**WORK ITEM**
Look through the records and copy each line that has "never" in it.

***** ENTRIES PROVIDED *****

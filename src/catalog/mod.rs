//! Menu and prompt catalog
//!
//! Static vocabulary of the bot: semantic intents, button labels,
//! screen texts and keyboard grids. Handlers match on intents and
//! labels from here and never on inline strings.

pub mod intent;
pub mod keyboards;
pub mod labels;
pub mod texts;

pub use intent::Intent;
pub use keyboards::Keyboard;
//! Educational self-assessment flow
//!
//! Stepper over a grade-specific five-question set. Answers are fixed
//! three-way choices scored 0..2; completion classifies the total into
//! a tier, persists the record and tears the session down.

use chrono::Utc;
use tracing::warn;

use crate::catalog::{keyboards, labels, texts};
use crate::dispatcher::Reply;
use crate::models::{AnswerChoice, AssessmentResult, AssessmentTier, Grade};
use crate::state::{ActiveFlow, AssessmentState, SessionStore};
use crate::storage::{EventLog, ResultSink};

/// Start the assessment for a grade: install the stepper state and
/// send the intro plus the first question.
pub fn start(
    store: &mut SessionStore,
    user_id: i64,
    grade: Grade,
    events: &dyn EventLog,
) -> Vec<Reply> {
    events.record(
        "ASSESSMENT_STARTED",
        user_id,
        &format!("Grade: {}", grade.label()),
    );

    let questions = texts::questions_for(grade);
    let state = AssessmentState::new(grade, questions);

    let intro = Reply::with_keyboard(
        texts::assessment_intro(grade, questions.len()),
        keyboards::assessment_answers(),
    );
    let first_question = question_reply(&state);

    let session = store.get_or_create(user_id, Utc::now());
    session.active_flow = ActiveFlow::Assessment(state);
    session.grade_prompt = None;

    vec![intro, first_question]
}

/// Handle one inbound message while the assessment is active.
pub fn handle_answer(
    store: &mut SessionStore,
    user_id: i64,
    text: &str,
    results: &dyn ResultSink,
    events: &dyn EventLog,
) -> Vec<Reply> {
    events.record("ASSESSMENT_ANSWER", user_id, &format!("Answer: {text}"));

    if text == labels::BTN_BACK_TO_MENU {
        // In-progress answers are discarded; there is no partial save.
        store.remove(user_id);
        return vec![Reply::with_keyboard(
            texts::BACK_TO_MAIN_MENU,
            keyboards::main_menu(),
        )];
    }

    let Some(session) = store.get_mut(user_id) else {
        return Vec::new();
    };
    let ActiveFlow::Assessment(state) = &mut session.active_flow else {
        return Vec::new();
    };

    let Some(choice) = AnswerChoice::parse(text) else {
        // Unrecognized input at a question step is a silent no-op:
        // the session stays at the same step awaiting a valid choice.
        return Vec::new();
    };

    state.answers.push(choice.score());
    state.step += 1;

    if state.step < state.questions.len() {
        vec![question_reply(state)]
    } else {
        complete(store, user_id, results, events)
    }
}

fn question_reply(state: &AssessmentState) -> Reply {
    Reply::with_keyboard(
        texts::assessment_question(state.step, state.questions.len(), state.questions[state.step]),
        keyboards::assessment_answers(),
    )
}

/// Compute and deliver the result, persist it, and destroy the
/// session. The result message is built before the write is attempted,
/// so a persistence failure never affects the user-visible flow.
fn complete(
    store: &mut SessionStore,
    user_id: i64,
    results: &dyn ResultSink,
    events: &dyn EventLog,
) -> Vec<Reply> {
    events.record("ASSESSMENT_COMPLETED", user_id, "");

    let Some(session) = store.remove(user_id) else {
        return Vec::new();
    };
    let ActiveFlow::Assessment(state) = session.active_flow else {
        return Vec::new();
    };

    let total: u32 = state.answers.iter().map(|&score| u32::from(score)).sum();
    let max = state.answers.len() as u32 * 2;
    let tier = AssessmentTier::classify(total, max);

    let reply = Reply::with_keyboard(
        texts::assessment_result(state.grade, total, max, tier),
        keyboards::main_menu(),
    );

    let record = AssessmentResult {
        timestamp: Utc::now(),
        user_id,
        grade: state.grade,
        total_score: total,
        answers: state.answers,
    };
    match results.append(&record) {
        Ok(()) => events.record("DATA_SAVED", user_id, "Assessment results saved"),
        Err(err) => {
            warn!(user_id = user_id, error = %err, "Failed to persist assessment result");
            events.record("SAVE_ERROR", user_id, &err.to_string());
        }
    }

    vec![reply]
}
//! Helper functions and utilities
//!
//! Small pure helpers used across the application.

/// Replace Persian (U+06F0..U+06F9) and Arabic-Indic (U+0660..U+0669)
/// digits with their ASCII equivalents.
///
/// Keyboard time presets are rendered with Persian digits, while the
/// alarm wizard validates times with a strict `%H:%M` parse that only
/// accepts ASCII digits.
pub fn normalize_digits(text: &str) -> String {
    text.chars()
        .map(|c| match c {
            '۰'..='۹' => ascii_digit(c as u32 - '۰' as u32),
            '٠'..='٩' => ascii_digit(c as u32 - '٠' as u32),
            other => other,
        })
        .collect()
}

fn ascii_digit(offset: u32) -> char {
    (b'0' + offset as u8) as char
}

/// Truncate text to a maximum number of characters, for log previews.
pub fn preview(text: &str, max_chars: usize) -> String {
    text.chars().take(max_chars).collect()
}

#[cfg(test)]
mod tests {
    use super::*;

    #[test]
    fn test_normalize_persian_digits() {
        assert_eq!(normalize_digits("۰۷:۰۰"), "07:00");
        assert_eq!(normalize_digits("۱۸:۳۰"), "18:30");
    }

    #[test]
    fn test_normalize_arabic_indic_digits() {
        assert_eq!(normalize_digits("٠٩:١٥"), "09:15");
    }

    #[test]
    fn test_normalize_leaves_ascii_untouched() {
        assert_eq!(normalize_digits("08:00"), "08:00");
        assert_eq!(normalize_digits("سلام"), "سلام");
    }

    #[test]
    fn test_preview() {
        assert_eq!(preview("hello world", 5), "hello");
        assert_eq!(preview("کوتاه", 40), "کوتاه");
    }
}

*****
***** ENTRIES PROVIDED *****

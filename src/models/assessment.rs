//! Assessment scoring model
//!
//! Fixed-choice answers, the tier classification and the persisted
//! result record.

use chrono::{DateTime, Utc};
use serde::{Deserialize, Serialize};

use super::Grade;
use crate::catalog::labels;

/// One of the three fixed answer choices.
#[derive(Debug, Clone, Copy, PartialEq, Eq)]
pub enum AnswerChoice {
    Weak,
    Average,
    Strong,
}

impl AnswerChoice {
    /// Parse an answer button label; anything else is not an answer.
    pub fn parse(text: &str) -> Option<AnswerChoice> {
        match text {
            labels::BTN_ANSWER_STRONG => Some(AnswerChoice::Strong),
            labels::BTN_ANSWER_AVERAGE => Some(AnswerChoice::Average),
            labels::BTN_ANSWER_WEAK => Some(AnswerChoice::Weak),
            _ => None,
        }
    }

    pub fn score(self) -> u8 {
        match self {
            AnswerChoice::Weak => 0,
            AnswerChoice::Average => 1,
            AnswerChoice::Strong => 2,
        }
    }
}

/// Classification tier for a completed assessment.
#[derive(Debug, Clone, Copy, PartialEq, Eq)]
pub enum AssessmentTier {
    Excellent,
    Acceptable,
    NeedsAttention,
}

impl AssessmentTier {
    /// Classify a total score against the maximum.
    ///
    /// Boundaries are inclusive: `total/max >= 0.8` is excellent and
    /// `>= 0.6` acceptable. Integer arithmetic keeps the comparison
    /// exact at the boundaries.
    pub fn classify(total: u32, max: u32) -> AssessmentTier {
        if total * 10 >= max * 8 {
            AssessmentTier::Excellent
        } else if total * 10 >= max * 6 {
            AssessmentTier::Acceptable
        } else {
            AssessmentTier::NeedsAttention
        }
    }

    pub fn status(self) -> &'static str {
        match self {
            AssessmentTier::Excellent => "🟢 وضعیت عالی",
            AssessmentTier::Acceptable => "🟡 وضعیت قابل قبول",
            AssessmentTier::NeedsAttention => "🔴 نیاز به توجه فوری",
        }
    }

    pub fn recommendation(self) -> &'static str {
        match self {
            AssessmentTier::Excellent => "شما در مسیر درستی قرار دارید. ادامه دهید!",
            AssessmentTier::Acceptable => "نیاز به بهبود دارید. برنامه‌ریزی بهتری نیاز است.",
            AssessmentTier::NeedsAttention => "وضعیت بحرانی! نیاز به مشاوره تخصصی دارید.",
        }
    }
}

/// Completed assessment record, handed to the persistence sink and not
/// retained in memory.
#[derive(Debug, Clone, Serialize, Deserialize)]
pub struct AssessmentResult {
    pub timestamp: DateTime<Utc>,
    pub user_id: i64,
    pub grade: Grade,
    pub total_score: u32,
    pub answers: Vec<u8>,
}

*****

**ANSWER TO THE PROBLEM**
//! labels from here and never on inline strings.
/// so a persistence failure never affects the user-visible flow.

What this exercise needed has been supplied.